Harvesting honey. Maintaining the ‘fences’ and addressing problems. Updates from the Beehive Project in Tanzania.
It’s been about a year since Moses in Tanzania first approached us about assisting with his beehive project. Our first contact was about four years ago… yes you guessed it, via Facebook.
56 Beehives and 5 Fences!
To date Nikela has sponsored the construction and installation of 56 beehives. Now, these are no ordinary beehives, but beehives that are laid out in a fence fashion along farmers’ fields. Why? Because unlike you’ve been told, elephants are not afraid of mice, they’re afraid of bees.
In this part of Tanzania, near its third largest city is a protected area for wildlife. However, as the population keeps expanding villages get closer and closer to these areas. Moses, who spends his time mitigating human wildlife conflicts talked to a group of these farmers.
What began as an experiment with the first set of 10 beehives grew into a successful beehive project. As each new beehive fence is installed requests for more come in. You can imagine! If your neighbors crops of maize and vegetables are being trampled by elephants and buffalo you’d be happy to hear about a solution too.
After dancing around the rains while completing the fifth beehive fence it’s time for maintenance and harvesting.
This in from Moses from the field…
“We harvested our first trial 3 days ago in the night. (It was a trial) Why In the night? It’s a time when bees are sleepy and can’t see well. On Monday we did a day time harvest also. That bottle of honey you see in the photo will be presented to Mr Daima one of the farmers.” Actually he was one of the first farmers who has seen much success at keeping the elephants out of his crops.

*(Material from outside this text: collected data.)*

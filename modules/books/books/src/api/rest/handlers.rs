use std::sync::Arc;

use axum::{
    Extension, Json,
    extract::{
        Path,
        rejection::{JsonRejection, PathRejection},
    },
    http::Uri,
};
use bookshelf_errors::{Problem, response::ApiResult};
use bookshelf_security::axum_ext::Authz;
use tracing::info;

use super::dto::BookDto;
use super::error::{book_not_found, domain_error_to_problem, json_rejection, path_rejection};
use crate::domain::service::Service;

/// Fetch one book.
#[utoipa::path(
    get,
    path = "/books/{id}",
    tag = "books",
    params(("id" = i64, Path, description = "Book identifier")),
    responses(
        (status = 200, description = "The stored book", body = BookDto),
        (status = 400, description = "Identifier is not an integer", body = Problem, content_type = "application/problem+json"),
        (status = 401, description = "Missing or invalid bearer token", body = Problem, content_type = "application/problem+json"),
        (status = 403, description = "Caller lacks Books.Read", body = Problem, content_type = "application/problem+json"),
        (status = 404, description = "No book with this identifier", body = Problem, content_type = "application/problem+json"),
        (status = 500, description = "Storage failure", body = Problem, content_type = "application/problem+json"),
    ),
    security(("bearer" = []))
)]
pub async fn get_book(
    uri: Uri,
    Authz(ctx): Authz,
    Extension(svc): Extension<Arc<Service>>,
    id: Result<Path<i64>, PathRejection>,
) -> ApiResult<Json<BookDto>> {
    let Path(id) = id.map_err(|r| path_rejection(&r, uri.path()))?;
    info!(book_id = id, requester = ctx.subject(), "Getting book");

    match svc.get_book(&ctx, id).await {
        Ok(Some(book)) => Ok(Json(BookDto::from(book))),
        Ok(None) => Err(book_not_found(id, uri.path())),
        Err(e) => Err(domain_error_to_problem(&e, uri.path())),
    }
}

/// Store a book; the response carries the assigned id.
#[utoipa::path(
    post,
    path = "/books/add",
    tag = "books",
    request_body = BookDto,
    responses(
        (status = 200, description = "The stored book with its identifier", body = BookDto),
        (status = 400, description = "Malformed JSON body", body = Problem, content_type = "application/problem+json"),
        (status = 401, description = "Missing or invalid bearer token", body = Problem, content_type = "application/problem+json"),
        (status = 403, description = "Caller lacks Books.Write", body = Problem, content_type = "application/problem+json"),
        (status = 422, description = "Blank or oversized title/author", body = Problem, content_type = "application/problem+json"),
        (status = 500, description = "Storage failure", body = Problem, content_type = "application/problem+json"),
    ),
    security(("bearer" = []))
)]
pub async fn save_book(
    uri: Uri,
    Authz(ctx): Authz,
    Extension(svc): Extension<Arc<Service>>,
    body: Result<Json<BookDto>, JsonRejection>,
) -> ApiResult<Json<BookDto>> {
    let Json(dto) = body.map_err(|r| json_rejection(&r, uri.path()))?;
    info!(requester = ctx.subject(), id = ?dto.id, "Saving book");

    let saved = svc
        .save_book(&ctx, dto.into())
        .await
        .map_err(|e| domain_error_to_problem(&e, uri.path()))?;
    Ok(Json(BookDto::from(saved)))
}
//! Security primitives for bookshelf services.
//!
//! A caller is described by a [`SecurityContext`]: a subject plus the
//! [`Capability`] grants carried by its bearer token. Operations declare a
//! [`SecRequirement`] and call [`authorize`] before doing any work.

pub mod authorizer;
pub mod capability;
pub mod config;
pub mod context;
pub mod errors;
pub mod jwt;
pub mod types;

#[cfg(feature = "axum-ext")]
pub mod axum_ext;

pub use authorizer::authorize;
pub use capability::{Capability, CapabilityParseError};
pub use config::{AuthConfig, AuthMode, JwtAlgorithm, JwtConfig};
pub use context::{SecurityContext, SecurityContextBuilder};
pub use errors::AuthError;
pub use jwt::JwtValidator;
pub use types::SecRequirement;
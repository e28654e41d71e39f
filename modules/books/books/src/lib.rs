//! Books resource service.
//!
//! `GET /books/{id}` needs `Books.Read`, `POST /books/add` needs `Books.Write`.
//! Both checks run inside [`domain::service::Service`] before the store is touched.

pub mod api;
pub mod config;
pub mod domain;
pub mod infra;
pub mod module;

pub use config::{BooksConfig, StorageConfig, StorageKind};
pub use module::BooksModule;
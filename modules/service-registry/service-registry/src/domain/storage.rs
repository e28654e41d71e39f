use std::collections::HashMap;

use chrono::{DateTime, Utc};
use parking_lot::RwLock;
use service_registry_sdk::{InstanceStatus, ServiceInstance};

/// Instances keyed by id.
#[derive(Default)]
pub struct InstanceStorage {
    inner: RwLock<HashMap<String, ServiceInstance>>,
}

impl InstanceStorage {
    #[must_use]
    pub fn new() -> Self {
        Self::default()
    }

    /// Insert or replace by `instance_id`.
    pub fn upsert(&self, instance: ServiceInstance) {
        self.inner
            .write()
            .insert(instance.instance_id.clone(), instance);
    }

    #[must_use]
    pub fn get(&self, instance_id: &str) -> Option<ServiceInstance> {
        self.inner.read().get(instance_id).cloned()
    }

    /// Returns `false` if the instance is unknown.
    #[must_use]
    pub fn touch(&self, instance_id: &str, at: DateTime<Utc>) -> bool {
        if let Some(inst) = self.inner.write().get_mut(instance_id) {
            inst.last_heartbeat = at;
            true
        } else {
            false
        }
    }

    /// Returns `false` if the instance is unknown.
    #[must_use]
    pub fn set_status(&self, instance_id: &str, status: InstanceStatus) -> bool {
        if let Some(inst) = self.inner.write().get_mut(instance_id) {
            inst.status = status;
            true
        } else {
            false
        }
    }

    #[must_use]
    pub fn remove(&self, instance_id: &str) -> Option<ServiceInstance> {
        self.inner.write().remove(instance_id)
    }

    /// Instances of `service_name` matching `keep`, ordered by id.
    #[must_use]
    pub fn select<F>(&self, service_name: &str, keep: F) -> Vec<ServiceInstance>
    where
        F: Fn(&ServiceInstance) -> bool,
    {
        let mut found: Vec<ServiceInstance> = self
            .inner
            .read()
            .values()
            .filter(|i| i.service_name == service_name && keep(i))
            .cloned()
            .collect();
        found.sort_by(|a, b| a.instance_id.cmp(&b.instance_id));
        found
    }

    /// Drop every instance matching `expired`; returns the removed ids.
    #[must_use]
    pub fn remove_where<F>(&self, expired: F) -> Vec<String>
    where
        F: Fn(&ServiceInstance) -> bool,
    {
        let mut guard = self.inner.write();
        let ids: Vec<String> = guard
            .values()
            .filter(|i| expired(i))
            .map(|i| i.instance_id.clone())
            .collect();
        for id in &ids {
            guard.remove(id);
        }
        ids
    }

    #[must_use]
    pub fn len(&self) -> usize {
        self.inner.read().len()
    }

    #[must_use]
    pub fn is_empty(&self) -> bool {
        self.len() == 0
    }
}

Since the installation of the beehive fences there also has been no word of the infamous ‘one tusked’ bull elephant either.
Moses goes on, “Thanks for the maintenance costs. This really helps us clear the long tall grasses, paint anti-insect black oil that kills small dangerous insects climbing the poles that bring disease to bees.”
While doing the beehive project maintenance Moses was happy to report, “Now farmers cultivate maize and beans timely because bees have blocked buffaloes and elephants encroaching their farms. They are most grateful.”
Currently 36 more beehives are needed to build ‘fences’. Also monthly maintenance and harvesting trips are necessary.